* **Dataset content**:
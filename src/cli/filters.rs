use crate::cli::Env;
use crate::error::Result;
use crate::filter::{available_years, month_name, FilterContext};

pub fn years(env: &Env) -> Result<()> {
    let source = env.open_source()?;
    let years = available_years(&source)?;
    if years.is_empty() {
        println!("No transactions found.");
    }
    for y in years {
        println!("{y}");
    }
    Ok(())
}

pub fn months(env: &Env, year: i32) -> Result<()> {
    let source = env.open_source()?;
    let mut ctx = FilterContext::for_year(year);
    let months = ctx.available_months(&source)?;
    if months.is_empty() {
        println!("No transactions in {year}.");
    }
    for &m in months {
        println!("{m:>2}  {}", month_name(m)?);
    }
    Ok(())
}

* **Instructions to follow**: All lines above containing the string "Result": copy each one.

* **Finished exercise**:
use crate::error::Result;
pub fn years(env: &Env) -> Result<()> {
pub fn months(env: &Env, year: i32) -> Result<()> {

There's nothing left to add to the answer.